Eh, I’ll change into a Paladin then. Might as well try this new class, especially since I got robbed of it by one piddly choice at the end of the second game (I killed Khaveen too quickly).
Even if you import a character, you still get 50 points to play with. My parry skill is shockingly low, but other than that,, I spread out the points to create a well-rounded character.
The game begins with a recap of the end of Trial by Fire, where Aziza talks about how I was totally awesome and stopped the spell to summon a mega-genie. She does reveal some new information: That the body of Ad Avis was never found (dun dun DUNNN). Who took it? Is he actually dead?

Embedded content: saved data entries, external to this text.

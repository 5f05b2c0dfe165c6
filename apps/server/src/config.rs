//! Service configuration from the environment.

use anyhow::Context;
use jtyping_core::{FilterOverrides, QuizFilter};
use std::path::PathBuf;

pub const DEFAULT_SESSION_TTL_SECS: i64 = 3600;

#[derive(Debug, Clone)]
pub struct Config {
    pub db_path: PathBuf,
    pub kanji_path: Option<PathBuf>,
    pub vocab_path: Option<PathBuf>,
    pub freq_path: Option<PathBuf>,
    pub host: String,
    pub port: u16,
    /// Filter applied when a request does not override it.
    pub default_filter: QuizFilter,
    /// Seed for the sampling RNG; `None` seeds from the OS.
    pub seed: Option<u64>,
    pub session_ttl: chrono::Duration,
}

fn default_db_path() -> PathBuf {
    dirs::data_local_dir()
        .unwrap_or_else(|| PathBuf::from("."))
        .join("jtyping")
        .join("lexicon.db")
}

impl Config {
    pub fn from_env() -> anyhow::Result<Self> {
        Self::from_lookup(|key| std::env::var(key).ok())
    }

    /// Build from any key lookup. Empty values count as unset.
    pub fn from_lookup<F>(lookup: F) -> anyhow::Result<Self>
    where
        F: Fn(&str) -> Option<String>,
    {
        let var = |key: &str| lookup(key).filter(|v| !v.trim().is_empty());

        let overrides = FilterOverrides {
            grade_max: var("JTYPING_GRADE_MAX"),
            freq_min: lookup("JTYPING_FREQ_MIN"),
            mode: var("JTYPING_MODE"),
        };
        let default_filter = QuizFilter::default()
            .with_overrides(&overrides)
            .context("invalid default filter")?;

        let port = match var("PORT") {
            Some(p) => p.parse().with_context(|| format!("invalid PORT {p:?}"))?,
            None => 3000,
        };
        let seed = var("JTYPING_SEED")
            .map(|s| s.parse::<u64>())
            .transpose()
            .context("invalid JTYPING_SEED")?;
        let ttl_secs = match var("JTYPING_SESSION_TTL_SECS") {
            Some(s) => s
                .parse::<i64>()
                .with_context(|| format!("invalid JTYPING_SESSION_TTL_SECS {s:?}"))?,
            None => DEFAULT_SESSION_TTL_SECS,
        };

        Ok(Self {
            db_path: var("JTYPING_DB_PATH")
                .map(PathBuf::from)
                .unwrap_or_else(default_db_path),
            kanji_path: var("JTYPING_KANJI_PATH").map(PathBuf::from),
            vocab_path: var("JTYPING_VOCAB_PATH").map(PathBuf::from),
            freq_path: var("JTYPING_FREQ_PATH").map(PathBuf::from),
            host: var("HOST").unwrap_or_else(|| "0.0.0.0".to_string()),
            port,
            default_filter,
            seed,
            session_ttl: chrono::Duration::seconds(ttl_secs.max(1)),
        })
    }

    pub fn addr(&self) -> String {
        format!("{}:{}", self.host, self.port)
    }
}

#[cfg(test)]
mod tests {
    use super::*;
    use jtyping_core::SubjectKind;
    use std::collections::HashMap;

    fn config(vars: &[(&str, &str)]) -> anyhow::Result<Config> {
        let vars: HashMap<String, String> = vars
            .iter()
            .map(|(k, v)| (k.to_string(), v.to_string()))
            .collect();
        Config::from_lookup(|key| vars.get(key).cloned())
    }

    #[test]
    fn defaults() {
        let config = config(&[]).unwrap();
        assert_eq!(config.addr(), "0.0.0.0:3000");
        assert_eq!(config.default_filter, QuizFilter::default());
        assert_eq!(config.session_ttl, chrono::Duration::seconds(3600));
        assert!(config.seed.is_none());
        assert!(config.kanji_path.is_none());
        assert!(config.db_path.ends_with("jtyping/lexicon.db"));
    }

    #[test]
    fn reads_filter_and_paths() {
        let config = config(&[
            ("JTYPING_GRADE_MAX", "4"),
            ("JTYPING_FREQ_MIN", "off"),
            ("JTYPING_MODE", "Vocabulary"),
            ("JTYPING_SEED", "42"),
            ("JTYPING_KANJI_PATH", "/data/kanjidic2.json"),
            ("PORT", "8080"),
        ])
        .unwrap();
        assert_eq!(config.default_filter.grade_max, 4);
        assert_eq!(config.default_filter.freq_min, None);
        assert_eq!(config.default_filter.mode, SubjectKind::Vocabulary);
        assert_eq!(config.seed, Some(42));
        assert_eq!(config.kanji_path, Some(PathBuf::from("/data/kanjidic2.json")));
        assert_eq!(config.port, 8080);
    }

    #[test]
    fn rejects_bad_values() {
        assert!(config(&[("PORT", "eighty")]).is_err());
        assert!(config(&[("JTYPING_GRADE_MAX", "42")]).is_err());
        assert!(config(&[("JTYPING_SEED", "-1")]).is_err());
    }
}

Magic FaceTime interrupts this LAST TIME ON QUEST FOR GLORY segment to inform us that the country of Tarna needs Rakeesh’s help (Rakeesh being the liontaur paladin that occasionally babysat in the second game). I don’t know how I got roped into going along, but trust me when I say that the game doesn’t give you the option of selecting, “No thanks, I’m good hanging out here and being a pampered prince.”
My adopted dad, eager to get his freeloading son out of the palace, wings a magical shield my way. He also — and I thought this touching — gives my character a hug. This is the second time in as many games where my character hugs or gets hugged. It’s such a weird thing to see in an adventure game, but I’m cool with it.
So off to Tarna we go — let’s prevent that war!
As we can see from this interlude title, Tarna definitely has a strong case of the Egypts going on, with a bit of savannah thrown in for good measure. At least the VGA makes it look a lot more attractive than the desert of Shapeir.
So Team Tarna appears through the portal: Rakeesh, Uhura, her baby Simba, and Syp-the-easily-led-by-his-nose-into-horrible-danger. We either arrive in the office of the resident magician or the country’s gift shop.